**ASSIGNMENT:** From the entries below, work out how many lines contain the string "message"; answer with the number alone.
***** RECORDS SUPPLIED *****
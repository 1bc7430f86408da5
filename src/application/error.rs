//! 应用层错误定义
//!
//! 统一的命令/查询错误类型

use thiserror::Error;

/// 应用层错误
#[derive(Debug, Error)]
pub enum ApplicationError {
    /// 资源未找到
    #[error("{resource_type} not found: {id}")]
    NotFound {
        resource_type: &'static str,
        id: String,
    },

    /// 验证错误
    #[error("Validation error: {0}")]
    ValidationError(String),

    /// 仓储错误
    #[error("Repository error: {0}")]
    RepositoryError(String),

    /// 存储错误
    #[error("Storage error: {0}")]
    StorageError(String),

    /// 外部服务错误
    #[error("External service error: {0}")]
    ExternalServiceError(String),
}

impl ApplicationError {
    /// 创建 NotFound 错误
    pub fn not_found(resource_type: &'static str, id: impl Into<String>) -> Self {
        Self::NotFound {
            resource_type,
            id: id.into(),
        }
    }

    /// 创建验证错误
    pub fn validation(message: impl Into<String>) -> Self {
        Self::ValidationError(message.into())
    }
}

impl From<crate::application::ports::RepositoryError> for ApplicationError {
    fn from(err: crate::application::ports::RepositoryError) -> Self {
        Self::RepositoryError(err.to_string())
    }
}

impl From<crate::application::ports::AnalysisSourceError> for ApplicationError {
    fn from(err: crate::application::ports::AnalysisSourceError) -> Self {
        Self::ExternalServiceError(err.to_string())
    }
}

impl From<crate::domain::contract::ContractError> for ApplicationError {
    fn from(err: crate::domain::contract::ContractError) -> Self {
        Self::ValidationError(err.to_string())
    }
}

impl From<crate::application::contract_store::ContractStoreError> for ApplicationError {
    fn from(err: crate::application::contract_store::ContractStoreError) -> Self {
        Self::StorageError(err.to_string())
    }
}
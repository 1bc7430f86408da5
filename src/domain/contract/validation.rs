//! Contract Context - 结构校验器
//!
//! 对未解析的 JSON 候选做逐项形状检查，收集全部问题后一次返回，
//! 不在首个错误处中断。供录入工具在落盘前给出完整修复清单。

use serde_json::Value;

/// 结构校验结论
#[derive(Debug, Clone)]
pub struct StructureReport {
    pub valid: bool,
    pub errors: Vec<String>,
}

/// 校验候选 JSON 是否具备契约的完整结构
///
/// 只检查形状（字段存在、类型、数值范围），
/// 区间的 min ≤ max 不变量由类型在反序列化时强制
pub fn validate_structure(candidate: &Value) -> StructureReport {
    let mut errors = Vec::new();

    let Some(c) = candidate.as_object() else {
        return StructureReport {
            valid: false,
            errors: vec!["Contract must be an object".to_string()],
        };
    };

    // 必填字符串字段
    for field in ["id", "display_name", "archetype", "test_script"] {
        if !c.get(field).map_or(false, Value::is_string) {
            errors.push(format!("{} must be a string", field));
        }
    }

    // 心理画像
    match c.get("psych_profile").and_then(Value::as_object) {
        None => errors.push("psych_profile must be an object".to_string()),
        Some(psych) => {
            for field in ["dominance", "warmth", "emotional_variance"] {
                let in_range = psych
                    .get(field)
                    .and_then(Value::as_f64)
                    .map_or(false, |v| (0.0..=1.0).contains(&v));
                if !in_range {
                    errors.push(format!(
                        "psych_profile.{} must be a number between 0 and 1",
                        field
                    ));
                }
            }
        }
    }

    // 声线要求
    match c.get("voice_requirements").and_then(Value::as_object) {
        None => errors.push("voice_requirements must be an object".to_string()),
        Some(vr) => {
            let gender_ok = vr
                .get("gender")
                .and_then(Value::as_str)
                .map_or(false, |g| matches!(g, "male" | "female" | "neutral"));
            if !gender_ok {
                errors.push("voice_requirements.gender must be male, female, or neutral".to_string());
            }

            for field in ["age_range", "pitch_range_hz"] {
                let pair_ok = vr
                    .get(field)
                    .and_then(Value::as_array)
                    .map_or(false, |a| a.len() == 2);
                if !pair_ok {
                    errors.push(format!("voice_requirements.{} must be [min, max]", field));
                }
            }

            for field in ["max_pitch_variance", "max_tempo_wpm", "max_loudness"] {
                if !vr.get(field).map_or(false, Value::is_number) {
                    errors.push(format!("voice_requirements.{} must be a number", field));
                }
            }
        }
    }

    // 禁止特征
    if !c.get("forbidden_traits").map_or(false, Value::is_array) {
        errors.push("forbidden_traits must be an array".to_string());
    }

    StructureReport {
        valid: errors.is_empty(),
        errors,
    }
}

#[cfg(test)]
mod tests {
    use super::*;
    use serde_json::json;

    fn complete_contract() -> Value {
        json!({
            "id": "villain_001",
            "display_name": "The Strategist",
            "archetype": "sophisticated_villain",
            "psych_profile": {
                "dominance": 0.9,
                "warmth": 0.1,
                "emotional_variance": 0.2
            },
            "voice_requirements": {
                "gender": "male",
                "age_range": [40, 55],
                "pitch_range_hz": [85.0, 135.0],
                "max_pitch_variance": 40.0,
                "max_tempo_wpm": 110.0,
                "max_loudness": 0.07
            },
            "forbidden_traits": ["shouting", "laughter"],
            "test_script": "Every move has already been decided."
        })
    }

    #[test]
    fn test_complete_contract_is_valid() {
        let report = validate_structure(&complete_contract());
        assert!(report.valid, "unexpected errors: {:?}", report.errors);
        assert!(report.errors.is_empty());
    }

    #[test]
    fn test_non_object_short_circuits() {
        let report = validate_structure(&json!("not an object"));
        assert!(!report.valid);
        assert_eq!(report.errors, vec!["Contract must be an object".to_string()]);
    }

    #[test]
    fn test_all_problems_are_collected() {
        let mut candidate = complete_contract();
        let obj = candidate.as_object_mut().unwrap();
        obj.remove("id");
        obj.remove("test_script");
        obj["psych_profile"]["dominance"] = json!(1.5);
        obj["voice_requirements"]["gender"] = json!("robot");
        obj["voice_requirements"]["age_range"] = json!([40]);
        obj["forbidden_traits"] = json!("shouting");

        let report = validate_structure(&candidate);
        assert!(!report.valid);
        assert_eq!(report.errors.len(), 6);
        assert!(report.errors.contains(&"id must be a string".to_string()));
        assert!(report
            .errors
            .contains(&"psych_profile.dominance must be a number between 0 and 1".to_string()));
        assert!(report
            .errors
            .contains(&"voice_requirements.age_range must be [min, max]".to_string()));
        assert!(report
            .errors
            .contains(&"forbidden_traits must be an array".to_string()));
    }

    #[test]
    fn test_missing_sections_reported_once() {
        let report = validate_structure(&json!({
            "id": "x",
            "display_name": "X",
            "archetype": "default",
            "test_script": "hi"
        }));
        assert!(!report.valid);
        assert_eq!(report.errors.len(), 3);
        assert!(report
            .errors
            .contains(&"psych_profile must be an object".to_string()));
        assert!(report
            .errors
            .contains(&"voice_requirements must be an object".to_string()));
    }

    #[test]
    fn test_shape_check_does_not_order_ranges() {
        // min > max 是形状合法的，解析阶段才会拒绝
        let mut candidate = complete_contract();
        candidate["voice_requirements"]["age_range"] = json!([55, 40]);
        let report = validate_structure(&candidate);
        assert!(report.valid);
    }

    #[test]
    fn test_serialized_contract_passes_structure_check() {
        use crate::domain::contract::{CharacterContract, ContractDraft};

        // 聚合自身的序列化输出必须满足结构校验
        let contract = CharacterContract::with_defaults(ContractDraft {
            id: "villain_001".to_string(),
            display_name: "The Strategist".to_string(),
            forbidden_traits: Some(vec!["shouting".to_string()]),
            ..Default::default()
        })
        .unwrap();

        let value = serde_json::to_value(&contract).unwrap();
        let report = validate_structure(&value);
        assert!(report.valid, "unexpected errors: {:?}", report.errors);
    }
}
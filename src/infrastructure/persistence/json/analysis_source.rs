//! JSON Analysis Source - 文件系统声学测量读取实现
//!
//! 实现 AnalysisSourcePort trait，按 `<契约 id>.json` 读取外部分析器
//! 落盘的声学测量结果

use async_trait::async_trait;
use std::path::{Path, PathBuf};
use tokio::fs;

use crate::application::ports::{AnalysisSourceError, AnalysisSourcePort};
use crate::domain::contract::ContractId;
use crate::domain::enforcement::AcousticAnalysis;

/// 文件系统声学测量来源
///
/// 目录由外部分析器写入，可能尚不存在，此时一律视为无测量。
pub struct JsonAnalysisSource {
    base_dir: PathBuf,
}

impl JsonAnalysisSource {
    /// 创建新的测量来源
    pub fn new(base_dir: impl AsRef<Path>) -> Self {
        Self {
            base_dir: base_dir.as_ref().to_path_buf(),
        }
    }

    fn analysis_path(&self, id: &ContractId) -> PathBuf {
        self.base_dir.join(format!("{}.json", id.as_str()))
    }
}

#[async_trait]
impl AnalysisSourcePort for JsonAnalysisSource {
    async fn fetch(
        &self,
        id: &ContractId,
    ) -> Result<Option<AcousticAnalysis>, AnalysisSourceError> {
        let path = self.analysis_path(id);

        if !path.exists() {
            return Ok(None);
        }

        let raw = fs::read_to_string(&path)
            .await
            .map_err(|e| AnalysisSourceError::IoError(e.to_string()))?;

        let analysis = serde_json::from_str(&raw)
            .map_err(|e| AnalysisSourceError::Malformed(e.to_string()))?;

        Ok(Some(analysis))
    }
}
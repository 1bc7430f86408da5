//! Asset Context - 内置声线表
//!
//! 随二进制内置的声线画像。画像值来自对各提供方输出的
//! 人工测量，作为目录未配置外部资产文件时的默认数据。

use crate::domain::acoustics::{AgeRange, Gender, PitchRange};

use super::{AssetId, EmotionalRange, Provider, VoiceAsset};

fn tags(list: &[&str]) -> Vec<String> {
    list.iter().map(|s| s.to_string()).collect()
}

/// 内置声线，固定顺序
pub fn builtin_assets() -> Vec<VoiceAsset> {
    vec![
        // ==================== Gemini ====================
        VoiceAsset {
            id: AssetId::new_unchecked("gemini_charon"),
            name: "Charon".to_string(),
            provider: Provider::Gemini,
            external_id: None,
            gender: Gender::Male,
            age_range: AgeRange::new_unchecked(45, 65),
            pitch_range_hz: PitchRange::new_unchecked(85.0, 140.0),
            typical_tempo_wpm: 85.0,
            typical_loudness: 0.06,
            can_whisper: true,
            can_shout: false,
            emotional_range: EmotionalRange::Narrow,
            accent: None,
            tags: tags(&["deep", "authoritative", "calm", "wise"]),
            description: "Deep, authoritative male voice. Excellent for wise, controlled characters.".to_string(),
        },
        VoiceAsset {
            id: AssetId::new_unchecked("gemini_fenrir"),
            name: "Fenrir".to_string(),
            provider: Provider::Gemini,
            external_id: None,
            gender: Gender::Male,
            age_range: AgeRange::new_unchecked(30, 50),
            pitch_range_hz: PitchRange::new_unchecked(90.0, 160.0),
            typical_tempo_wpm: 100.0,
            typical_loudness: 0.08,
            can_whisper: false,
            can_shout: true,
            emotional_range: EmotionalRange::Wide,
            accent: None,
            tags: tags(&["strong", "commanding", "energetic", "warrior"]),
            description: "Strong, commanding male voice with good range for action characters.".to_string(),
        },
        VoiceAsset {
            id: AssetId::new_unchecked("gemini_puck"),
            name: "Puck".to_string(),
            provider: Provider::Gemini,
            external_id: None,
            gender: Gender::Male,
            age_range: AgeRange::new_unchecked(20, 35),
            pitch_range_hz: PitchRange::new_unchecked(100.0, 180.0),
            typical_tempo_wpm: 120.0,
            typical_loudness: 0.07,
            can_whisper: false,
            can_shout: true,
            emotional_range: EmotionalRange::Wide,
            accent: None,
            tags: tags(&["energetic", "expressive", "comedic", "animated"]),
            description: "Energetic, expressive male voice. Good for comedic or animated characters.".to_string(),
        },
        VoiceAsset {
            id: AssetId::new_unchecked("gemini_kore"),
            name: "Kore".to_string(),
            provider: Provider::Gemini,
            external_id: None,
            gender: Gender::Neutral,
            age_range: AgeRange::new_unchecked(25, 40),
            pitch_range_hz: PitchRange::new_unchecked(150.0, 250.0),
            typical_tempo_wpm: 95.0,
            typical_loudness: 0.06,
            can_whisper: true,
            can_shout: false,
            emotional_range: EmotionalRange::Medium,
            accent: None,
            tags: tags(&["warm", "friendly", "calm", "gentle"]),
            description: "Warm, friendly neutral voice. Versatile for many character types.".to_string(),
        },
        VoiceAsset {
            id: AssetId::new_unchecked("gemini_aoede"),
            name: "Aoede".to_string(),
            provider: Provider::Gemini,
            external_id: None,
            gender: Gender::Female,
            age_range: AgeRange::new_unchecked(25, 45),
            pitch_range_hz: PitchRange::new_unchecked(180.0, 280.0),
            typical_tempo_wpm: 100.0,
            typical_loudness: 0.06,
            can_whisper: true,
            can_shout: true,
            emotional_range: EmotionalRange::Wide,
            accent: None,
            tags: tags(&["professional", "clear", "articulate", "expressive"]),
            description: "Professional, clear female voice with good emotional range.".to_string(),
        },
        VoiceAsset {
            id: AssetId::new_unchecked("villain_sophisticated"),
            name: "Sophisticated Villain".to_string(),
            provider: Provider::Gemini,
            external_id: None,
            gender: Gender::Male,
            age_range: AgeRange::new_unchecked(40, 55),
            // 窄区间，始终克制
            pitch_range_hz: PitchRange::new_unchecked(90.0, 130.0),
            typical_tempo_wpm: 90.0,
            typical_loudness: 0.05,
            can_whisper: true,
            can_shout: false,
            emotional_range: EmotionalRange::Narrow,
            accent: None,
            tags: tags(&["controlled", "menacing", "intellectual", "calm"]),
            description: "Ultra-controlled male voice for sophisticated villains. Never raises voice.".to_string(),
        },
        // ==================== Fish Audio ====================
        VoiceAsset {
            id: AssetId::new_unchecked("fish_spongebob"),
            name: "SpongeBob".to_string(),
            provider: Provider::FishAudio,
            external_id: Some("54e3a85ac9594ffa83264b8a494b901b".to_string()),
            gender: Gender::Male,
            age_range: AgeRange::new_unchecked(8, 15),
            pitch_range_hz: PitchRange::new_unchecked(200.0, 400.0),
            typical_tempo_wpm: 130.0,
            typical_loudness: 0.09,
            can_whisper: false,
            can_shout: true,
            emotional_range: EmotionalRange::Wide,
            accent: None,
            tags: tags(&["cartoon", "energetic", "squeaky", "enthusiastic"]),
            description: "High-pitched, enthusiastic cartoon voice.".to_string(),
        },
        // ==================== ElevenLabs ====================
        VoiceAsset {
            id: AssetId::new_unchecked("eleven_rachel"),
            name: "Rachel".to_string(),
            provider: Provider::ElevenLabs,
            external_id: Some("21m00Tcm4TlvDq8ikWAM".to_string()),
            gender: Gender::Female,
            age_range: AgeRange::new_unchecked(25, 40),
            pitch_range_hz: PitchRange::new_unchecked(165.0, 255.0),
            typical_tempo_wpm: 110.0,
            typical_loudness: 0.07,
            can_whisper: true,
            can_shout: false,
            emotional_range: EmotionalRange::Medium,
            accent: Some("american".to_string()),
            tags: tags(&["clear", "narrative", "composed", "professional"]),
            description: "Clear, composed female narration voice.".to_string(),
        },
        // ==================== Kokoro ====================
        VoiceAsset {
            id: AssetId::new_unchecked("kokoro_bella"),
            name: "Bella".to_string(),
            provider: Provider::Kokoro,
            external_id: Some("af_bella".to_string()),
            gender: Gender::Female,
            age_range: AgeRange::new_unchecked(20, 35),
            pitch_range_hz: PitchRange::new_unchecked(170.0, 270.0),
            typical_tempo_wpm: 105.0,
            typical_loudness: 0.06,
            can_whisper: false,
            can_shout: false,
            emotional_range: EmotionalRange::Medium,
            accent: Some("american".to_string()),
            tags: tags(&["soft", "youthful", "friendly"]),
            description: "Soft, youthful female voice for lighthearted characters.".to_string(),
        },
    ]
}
*****
**TASK RESULT:** 2